What about finding a place to live? Prospective renters across the country are being asked to provide bank statements, utility bills, Medicare cards and even car registration details when applying.
This information is often used to verify identities in ways that minimise risks of other crimes, but without information about how all this information is being used, Australians are left in the dark.
As ACCC deputy Delia Rickard told TND this week, there’s little transparency from businesses like real estate agents about where this data goes, how long it is stored and whether it is secured.
David Vaile, chair at advocacy group the Australian Privacy Foundation, said much of this data is being taken by companies with no legal basis.
Unlike banks, which are required to obtain 100 points of ID before letting someone set up an account, businesses like real estate agents and retailers face no such legislative hurdles.
Instead, Mr Vaile says many companies are merely hoovering up all this data because it has become standard practice, or is regarded as good business in a world where user data is valuable.
“There’s no obligation to do this,” he said.
“They’re within scope where they have discretionary power to do it.
“Businesses just want to do this because data might come in handy. Information is power.”
No turning back
Unfortunately, Mr Vaile says there’s no turning back time on the generational intrusion of privacy Australians are suffering through.

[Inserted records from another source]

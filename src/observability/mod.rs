//! 可观测性

use tracing_subscriber::{fmt, prelude::*, EnvFilter};

/// 日志：默认 info，可通过 RUST_LOG 覆盖；日志写到 stderr，stdout 留给结果输出
pub fn init() {
    let filter = EnvFilter::try_from_default_env().unwrap_or_else(|_| EnvFilter::new("info"));
    tracing_subscriber::registry()
        .with(filter)
        .with(fmt::layer().with_writer(std::io::stderr))
        .init();
}
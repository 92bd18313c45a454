//! 进程内协作者
//!
//! CLI 与集成测试使用的本地实现：内存任务表（同时充当任务创建处理器与“已有任务”查询）、
//! 基于时间段的本地日程整理、离线外部工具、以及基于 LLM 的对话回复。

use std::sync::{Arc, Mutex};

use anyhow::{anyhow, bail, Context};
use async_trait::async_trait;
use chrono::{Local, NaiveDate, NaiveTime};
use serde_json::json;

use crate::collaborators::traits::{ActionContext, ActionHandler, TaskInventory};
use crate::config::ToolsSection;
use crate::dispatch::aggregator::truncate_chars;
use crate::dispatch::types::{ActionKind, ActionPayload, ActionResult, CreatedTask, ToolType};
use crate::llm::{LlmClient, Message};

const TASK_TITLE_MAX_CHARS: usize = 30;

/// 内存任务表
#[derive(Debug, Default)]
pub struct InMemoryTaskStore {
    tasks: Mutex<Vec<CreatedTask>>,
}

impl InMemoryTaskStore {
    pub fn new() -> Self {
        Self::default()
    }

    pub fn insert(&self, task: CreatedTask) -> anyhow::Result<()> {
        self.tasks
            .lock()
            .map_err(|e| anyhow!("task store poisoned: {e}"))?
            .push(task);
        Ok(())
    }

    pub fn tasks_on(&self, date: NaiveDate) -> anyhow::Result<Vec<CreatedTask>> {
        let tasks = self
            .tasks
            .lock()
            .map_err(|e| anyhow!("task store poisoned: {e}"))?;
        Ok(tasks
            .iter()
            .filter(|t| t.date == Some(date))
            .cloned()
            .collect())
    }

    pub fn len(&self) -> usize {
        self.tasks.lock().map(|t| t.len()).unwrap_or(0)
    }

    pub fn is_empty(&self) -> bool {
        self.len() == 0
    }
}

#[async_trait]
impl TaskInventory for InMemoryTaskStore {
    async fn has_existing_tasks_today(&self, _text: &str) -> anyhow::Result<bool> {
        Ok(!self.tasks_on(Local::now().date_naive())?.is_empty())
    }
}

#[async_trait]
impl ActionHandler for InMemoryTaskStore {
    async fn execute(&self, ctx: ActionContext) -> anyhow::Result<ActionResult> {
        let ActionPayload::TaskCreation { time_info } = &ctx.action.payload else {
            bail!("unexpected payload for {}", ctx.kind());
        };

        let title = truncate_chars(ctx.text.trim(), TASK_TITLE_MAX_CHARS);
        if title.is_empty() {
            bail!("cannot create a task without a title");
        }
        let task = CreatedTask {
            id: format!("task-{}", uuid::Uuid::new_v4()),
            title,
            date: time_info.date,
            time_block: time_info.time_block,
            specific_time: time_info.specific_time,
        };
        self.insert(task.clone())?;
        tracing::info!(task_id = %task.id, title = %task.title, "task created");
        Ok(ActionResult::TaskCreated { task })
    }
}

/// 按时间段整理目标日期的任务
pub struct LocalSchedulePlanner {
    store: Arc<InMemoryTaskStore>,
}

impl LocalSchedulePlanner {
    pub fn new(store: Arc<InMemoryTaskStore>) -> Self {
        Self { store }
    }
}

fn slot_label(task: &CreatedTask) -> String {
    match (task.specific_time, task.time_block) {
        (Some(t), _) => t.format("%H:%M").to_string(),
        (None, Some(block)) => {
            let (start, end) = block.window();
            format!("{start}-{end}")
        }
        (None, None) => "待定".to_string(),
    }
}

fn slot_start(task: &CreatedTask) -> Option<NaiveTime> {
    task.specific_time.or_else(|| {
        task.time_block
            .and_then(|b| NaiveTime::parse_from_str(b.window().0, "%H:%M").ok())
    })
}

#[async_trait]
impl ActionHandler for LocalSchedulePlanner {
    async fn execute(&self, ctx: ActionContext) -> anyhow::Result<ActionResult> {
        let ActionPayload::SchedulePlanning {
            target_date,
            emotional_state,
        } = &ctx.action.payload
        else {
            bail!("unexpected payload for {}", ctx.kind());
        };

        let mut tasks = self.store.tasks_on(*target_date)?;
        if tasks.is_empty() {
            return Ok(ActionResult::SchedulePlanned {
                adjusted: false,
                note: Some(format!("{target_date} 没有需要安排的任务")),
            });
        }
        // 未定时的任务排在最后
        tasks.sort_by_key(|t| (slot_start(t).is_none(), slot_start(t)));

        let mut note = tasks
            .iter()
            .map(|t| format!("{} {}", slot_label(t), t.title))
            .collect::<Vec<_>>()
            .join("；");
        if emotional_state.is_negative() {
            note.push_str("。任务之间留出休息时间");
        }
        Ok(ActionResult::SchedulePlanned {
            adjusted: true,
            note: Some(note),
        })
    }
}

/// 离线外部工具：时间查询本地完成，路线只给出起止点，天气需要外部服务
pub struct OfflineToolHandler {
    tools: ToolsSection,
}

impl OfflineToolHandler {
    pub fn new(tools: ToolsSection) -> Self {
        Self { tools }
    }
}

#[async_trait]
impl ActionHandler for OfflineToolHandler {
    async fn execute(&self, ctx: ActionContext) -> anyhow::Result<ActionResult> {
        let ActionPayload::ExternalTool {
            tool, destination, ..
        } = &ctx.action.payload
        else {
            bail!("unexpected payload for {}", ctx.kind());
        };

        let data = match tool {
            ToolType::Time => {
                let now = Local::now();
                json!({
                    "now": now.to_rfc3339(),
                    "summary": now.format("现在是 %Y-%m-%d %H:%M").to_string(),
                })
            }
            ToolType::Route => {
                let destination = destination
                    .clone()
                    .unwrap_or_else(|| self.tools.default_destination.clone());
                json!({
                    "origin": self.tools.route_origin,
                    "destination": destination,
                    "summary": format!("从{}到{}（离线模式，无实时路况）", self.tools.route_origin, destination),
                })
            }
            ToolType::Weather => {
                bail!("weather provider not configured for {}", self.tools.default_city)
            }
            ToolType::Unknown => bail!("no tool matches this request"),
        };
        Ok(ActionResult::ToolInvoked { tool: *tool, data })
    }
}

/// 对话回复：结合情绪与前序动作结果生成简短回复
pub struct LlmConversationHandler {
    llm: Arc<dyn LlmClient>,
    assistant_name: String,
}

impl LlmConversationHandler {
    pub fn new(llm: Arc<dyn LlmClient>, assistant_name: impl Into<String>) -> Self {
        Self {
            llm,
            assistant_name: assistant_name.into(),
        }
    }
}

#[async_trait]
impl ActionHandler for LlmConversationHandler {
    async fn execute(&self, ctx: ActionContext) -> anyhow::Result<ActionResult> {
        let ActionPayload::Conversation { emotional_state } = &ctx.action.payload else {
            bail!("unexpected payload for {}", ctx.kind());
        };

        let done: Vec<String> = ctx
            .prior
            .values()
            .filter(|o| o.kind != ActionKind::Conversation)
            .map(|o| {
                let status = if o.is_success() { "已完成" } else { "未完成" };
                format!("{} {status}", o.kind)
            })
            .collect();

        let system = format!(
            "你是{}，一个温暖的个人助理。用一两句话回应用户，关注对方的感受，不要重复任务细节。",
            self.assistant_name
        );
        let user = format!(
            "用户说：\"{}\"\n用户情绪：{emotional_state}\n其他服务：{}",
            ctx.text,
            if done.is_empty() { "无".to_string() } else { done.join("，") }
        );

        let reply = self
            .llm
            .complete(&[Message::system(system), Message::user(user)])
            .await
            .map_err(|e| anyhow!(e))
            .context("conversation reply failed")?;
        let reply = reply.trim();
        if reply.is_empty() {
            bail!("conversation reply was empty");
        }
        Ok(ActionResult::Conversed {
            reply: reply.to_string(),
        })
    }
}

There are hopes, however, that law reforms and broader education about the risks of sharing excessive personal data will curb the worst intrusions.
Mr Vaile said Australia must consider changing from a nation in which companies maximise the data they collect to one in which they minimise stored data.
Even when companies must verify a person’s identity, there is no reason that personal data must be stored, sometimes for years.
“They could still do what they need to do; in many cases all they need to do is to cite information – yes, I saw they did have a driver’s licence, I held it in my hand,” he said.
“They could stop collecting this data and the world wouldn’t end.”